A conserved pathway of transdifferentiation in murine Kupffer cells

Abundant long‐lived liver‐resident macrophages, termed Kupffer cells, are activated during chronic liver injury. They secrete both pro‐inflammatory and pro‐fibrotic cytokines, which act on hepatic stellate cells causing their transdifferentiation into myofibroblasts that deposit collagen. In other tissues, wound‐associated macrophages go further, and transdifferentiate into fibrocytes, secreting collagen themselves. We tested Kupffer cells for this property in two experimental models: mixed non‐parenchymal cell culture, and precision‐cut liver slice culture.

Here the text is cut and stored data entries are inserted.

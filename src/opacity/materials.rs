use crate::error::PipelineError;
use anyhow::Result;
use std::path::{Path, PathBuf};

/// A base material with a refractive-index spectrum.
#[derive(Debug, Clone, PartialEq)]
pub enum Material {
    Silicate,
    Graphite,
    Pyroxene,
    Organics,
    /// User-supplied refractive-index file.
    Custom(PathBuf),
}

impl Material {
    pub fn name(&self) -> String {
        match self {
            Material::Silicate => "Silicate".to_string(),
            Material::Graphite => "Graphite".to_string(),
            Material::Pyroxene => "Pyroxene".to_string(),
            Material::Organics => "Organics".to_string(),
            Material::Custom(path) => file_stem(path),
        }
    }

    /// Archive file holding the refractive index, for catalog materials.
    pub fn archive_file(&self) -> Option<&'static str> {
        match self {
            Material::Silicate => Some("astrosil-Draine2003.lnk"),
            Material::Graphite => Some("c-gra-Draine2003.lnk"),
            Material::Pyroxene => Some("pyr-mg70-Dorschner1995.lnk"),
            Material::Organics => Some("organics-Pollack1995.nk"),
            Material::Custom(_) => None,
        }
    }

    /// Bulk density in g/cm^3 for catalog materials.
    pub fn density(&self) -> Option<f64> {
        match self {
            Material::Silicate => Some(3.5),
            Material::Graphite => Some(2.24),
            Material::Pyroxene => Some(3.01),
            Material::Organics => Some(1.5),
            Material::Custom(_) => None,
        }
    }

    /// Factor converting the table's wavelength column to micron.
    pub fn wavelength_scale(&self) -> f64 {
        match self {
            Material::Organics => 1e6,
            _ => 1.0,
        }
    }
}

/// A named dust recipe: the materials to compute and the fixed mass
/// fractions applied to the leading ones.
#[derive(Debug, Clone, PartialEq)]
pub struct Composition {
    pub code: String,
    pub materials: Vec<Material>,
    pub weights: Vec<f64>,
}

impl Composition {
    /// Resolve a material code, recipe name or refractive-index file path.
    pub fn parse(code: &str) -> Result<Self> {
        let (materials, weights) = match code {
            "s" => (vec![Material::Silicate], vec![1.0]),
            "g" => (vec![Material::Graphite], vec![1.0]),
            "p" => (vec![Material::Pyroxene], vec![1.0]),
            "o" => (vec![Material::Organics], vec![1.0]),
            "sg" => (vec![Material::Silicate, Material::Graphite], vec![0.625, 0.375]),
            // Organics are computed but carry no weight in the mixture.
            "sgo" => (
                vec![Material::Silicate, Material::Graphite, Material::Organics],
                vec![0.625, 0.375],
            ),
            other => {
                let path = Path::new(other);
                if !path.is_file() {
                    return Err(PipelineError::configuration(format!(
                        "material {other:?} not found"
                    ))
                    .into());
                }
                (vec![Material::Custom(path.to_path_buf())], vec![1.0])
            }
        };
        Ok(Self {
            code: code.to_string(),
            materials,
            weights,
        })
    }

    /// Name used for table files: the code itself, or the file stem for
    /// user-supplied refractive-index files.
    pub fn label_for(code: &str) -> String {
        match code {
            "s" | "g" | "p" | "o" | "sg" | "sgo" => code.to_string(),
            other => file_stem(Path::new(other)),
        }
    }

    pub fn label(&self) -> String {
        Self::label_for(&self.code)
    }
}

fn file_stem(path: &Path) -> String {
    path.file_stem()
        .map(|stem| stem.to_string_lossy().into_owned())
        .unwrap_or_else(|| path.display().to_string())
}
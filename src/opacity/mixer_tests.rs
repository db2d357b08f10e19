use super::{GrainSettings, Mixer, POLARIZATION_MIN_ANGLES};
use crate::error::{is_fetch_failure, pipeline_error, PipelineError};
use crate::opacity::nk::NkSource;
use crate::opacity::materials::Material;
use crate::opacity::{Composition, OpacityTable};
use anyhow::Result;
use std::cell::RefCell;

const SILICATE: &str = "# lambda n k\n0.1 1.70 0.10\n1.0 1.70 0.03\n10.0 2.40 0.20\n1000.0 3.40 0.05\n";
const GRAPHITE: &str = "0.1 1.20 0.90\n1.0 2.50 1.40\n10.0 6.00 5.00\n1000.0 40.0 40.0\n";
const ORGANICS: &str = "1e-7 1.50 0.20\n1e-3 1.80 0.10\n";

/// Serves synthetic tables and records which archive files were requested.
#[derive(Default)]
struct FakeSource {
    requested: RefCell<Vec<String>>,
}

impl NkSource for FakeSource {
    fn fetch(&self, file_name: &str) -> Result<String> {
        self.requested.borrow_mut().push(file_name.to_string());
        Ok(match file_name {
            "astrosil-Draine2003.lnk" => SILICATE,
            "c-gra-Draine2003.lnk" => GRAPHITE,
            _ => ORGANICS,
        }
        .to_string())
    }
}

struct OfflineSource;

impl NkSource for OfflineSource {
    fn fetch(&self, file_name: &str) -> Result<String> {
        Err(PipelineError::Fetch {
            url: file_name.to_string(),
            reason: "offline".to_string(),
        }
        .into())
    }
}

fn grid() -> Vec<f64> {
    vec![0.5, 5.0, 50.0, 500.0]
}

fn grains() -> GrainSettings {
    GrainSettings {
        amin: 0.1,
        amax: 10.0,
        q: -3.5,
        na: 12,
        nang: 3,
    }
}

fn assert_tables_close(a: &OpacityTable, b: &OpacityTable) {
    assert_eq!(a.wavelengths, b.wavelengths);
    for (x, y) in a.absorption.iter().zip(&b.absorption) {
        assert!((x - y).abs() <= 1e-10 * x.abs().max(y.abs()), "{x} vs {y}");
    }
    let (sa, sb) = (a.scattering.as_ref().unwrap(), b.scattering.as_ref().unwrap());
    for (x, y) in sa.iter().zip(sb) {
        assert!((x - y).abs() <= 1e-10 * x.abs().max(y.abs()), "{x} vs {y}");
    }
}

#[test]
fn silicate_graphite_recipe_uses_fixed_weights() {
    let source = FakeSource::default();
    let mixer = Mixer::new(&source, grid(), 1, false);
    let silicate = mixer.material_table(&Material::Silicate, &grains()).unwrap();
    let graphite = mixer.material_table(&Material::Graphite, &grains()).unwrap();

    let composition = Composition::parse("sg").unwrap();
    assert_eq!(composition.weights, vec![0.625, 0.375]);
    let mixed = mixer
        .composition_table(&composition, &grains(), "sg-a10um")
        .unwrap();

    assert_eq!(mixed.name, "sg-a10um");
    for i in 0..grid().len() {
        let expected = 0.625 * silicate.absorption[i] + 0.375 * graphite.absorption[i];
        assert!((mixed.absorption[i] / expected - 1.0).abs() < 1e-10);
    }
}

#[test]
fn single_material_recipe_matches_pure_computation() {
    let source = FakeSource::default();
    let mixer = Mixer::new(&source, grid(), 1, false);
    let pure = mixer.material_table(&Material::Silicate, &grains()).unwrap();
    let recipe = mixer
        .composition_table(&Composition::parse("s").unwrap(), &grains(), "s-a10um")
        .unwrap();
    assert_tables_close(&recipe, &pure);
}

#[test]
fn organics_are_loaded_but_not_weighted() {
    let source = FakeSource::default();
    let mixer = Mixer::new(&source, grid(), 1, false);
    let sg = mixer
        .composition_table(&Composition::parse("sg").unwrap(), &grains(), "sg")
        .unwrap();
    source.requested.borrow_mut().clear();
    let sgo = mixer
        .composition_table(&Composition::parse("sgo").unwrap(), &grains(), "sgo")
        .unwrap();

    assert!(source
        .requested
        .borrow()
        .iter()
        .any(|file| file == "organics-Pollack1995.nk"));
    assert_tables_close(&sgo, &sg);
}

#[test]
fn opacities_are_positive_and_cover_the_grid() {
    let source = FakeSource::default();
    let mixer = Mixer::new(&source, grid(), 2, false);
    let table = mixer.material_table(&Material::Graphite, &grains()).unwrap();
    assert_eq!(table.len(), 4);
    assert!(table.absorption.iter().all(|k| *k > 0.0));
    assert!(table.matrix.is_none());
    let g = table.asymmetry.as_ref().unwrap();
    assert!(g.iter().all(|g| (-1.0..=1.0).contains(g)));
}

#[test]
fn polarization_forces_serial_matrix_computation() {
    let source = FakeSource::default();
    assert_eq!(Mixer::new(&source, grid(), 8, false).threads(), 8);

    let mixer = Mixer::new(&source, grid(), 8, true);
    assert_eq!(mixer.threads(), 1);
    let angles = mixer.angles(&grains());
    assert_eq!(angles.len(), POLARIZATION_MIN_ANGLES);
    assert_eq!(angles[0], 0.0);
    assert_eq!(angles[angles.len() - 1], 180.0);

    let small = GrainSettings { na: 3, ..grains() };
    let table = mixer.material_table(&Material::Silicate, &small).unwrap();
    let matrix = table.matrix.as_ref().expect("matrix");
    assert_eq!(matrix.angles.len(), POLARIZATION_MIN_ANGLES);
    assert_eq!(matrix.elements.len(), 4 * POLARIZATION_MIN_ANGLES);
    // Forward scattering is unpolarized.
    let z = matrix.at(0, 0);
    assert!(z[0] > 0.0);
    assert!(z[1].abs() <= 1e-8 * z[0]);
}

#[test]
fn fallback_grains_use_documented_defaults() {
    let fallback = GrainSettings::fallback(10.0);
    assert_eq!(fallback.amin, 0.1);
    assert_eq!(fallback.q, -3.5);
    assert_eq!(fallback.na, 100);
    assert_eq!(fallback.nang, 181);
    let sizes = fallback.sizes();
    assert_eq!(sizes.len(), 100);
    assert!((sizes[99] - 10.0).abs() < 1e-9);
}

#[test]
fn unknown_material_code_is_a_configuration_error() {
    let err = Composition::parse("unobtainium").unwrap_err();
    match pipeline_error(&err) {
        Some(PipelineError::Configuration(message)) => assert!(message.contains("unobtainium")),
        other => panic!("unexpected error: {other:?}"),
    }
}

#[test]
fn fetch_failures_propagate_without_retry() {
    let mixer = Mixer::new(&OfflineSource, grid(), 1, false);
    let err = mixer
        .material_table(&Material::Silicate, &grains())
        .unwrap_err();
    assert!(is_fetch_failure(&err));
}

#[test]
fn custom_refractive_index_files_are_read_from_disk() {
    let dir = tempfile::tempdir().unwrap();
    let path = dir.path().join("ice.nk");
    std::fs::write(&path, format!("# density = 0.92\n{SILICATE}")).unwrap();

    let composition = Composition::parse(path.to_str().unwrap()).unwrap();
    assert_eq!(composition.label(), "ice");
    let mixer = Mixer::new(&OfflineSource, grid(), 1, false);
    let table = mixer
        .composition_table(&composition, &grains(), "ice-a10um")
        .unwrap();
    assert_eq!(table.len(), 4);

    // Same optical constants, lower density: more opacity per gram.
    let source = FakeSource::default();
    let silicate = Mixer::new(&source, grid(), 1, false)
        .material_table(&Material::Silicate, &grains())
        .unwrap();
    assert!(table.absorption[0] > silicate.absorption[0]);
}

#[test]
fn custom_files_without_density_are_rejected() {
    let dir = tempfile::tempdir().unwrap();
    let path = dir.path().join("mystery.nk");
    std::fs::write(&path, SILICATE).unwrap();

    let composition = Composition::parse(path.to_str().unwrap()).unwrap();
    let mixer = Mixer::new(&OfflineSource, grid(), 1, false);
    let err = mixer
        .composition_table(&composition, &grains(), "mystery")
        .unwrap_err();
    assert!(matches!(
        pipeline_error(&err),
        Some(PipelineError::Configuration(_))
    ));
}

#[test]
fn empty_size_distributions_are_rejected() {
    let source = FakeSource::default();
    let mixer = Mixer::new(&source, grid(), 1, false);
    let composition = Composition::parse("s").unwrap();
    for grains in [
        GrainSettings { na: 0, ..grains() },
        GrainSettings { amin: 0.0, ..grains() },
        GrainSettings { amin: 20.0, ..grains() },
    ] {
        let err = mixer
            .composition_table(&composition, &grains, "s-a10um")
            .unwrap_err();
        assert!(matches!(
            pipeline_error(&err),
            Some(PipelineError::Configuration(_))
        ));
    }
    assert!(source.requested.borrow().is_empty());
}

Using the Emr1‐Cre transgene as a driver and the RiboTag transgene as a reporter, we found that Kupffer cells undergo transdifferentiation under these circumstances. Over time, they lose the expression of both Kupffer cell‐specific and macrophage‐specific genes and the transcription factors that control their expression, and they begin to express multiple genes and proteins characteristic of either myofibroblasts or tissue fibroblasts. These effects were strongly conserved between non‐parenchymal cell culture and liver tissue slice culture, arguing that such transdifferentiation is a conserved function of Kupffer cells. We conclude that in addition to supporting fibrosis through an action on stellate cells, Kupffer cells also participate in liver fibrosis through transdifferentiation into fibrocytes. Kupffer cells are the long‐lived macrophages of the liver. Using a Emr1‐Cre::RiboTag‐based lineage tracing model combined with a slice culture system we show that these Kupffer cells survive and respond to culture conditions by changing their gene expression. Gene expression analysis indicated that in the culture Kupffer‐derived cells transdifferentiated into a fibrocyte‐like cell type while renouncing their macrophage identity.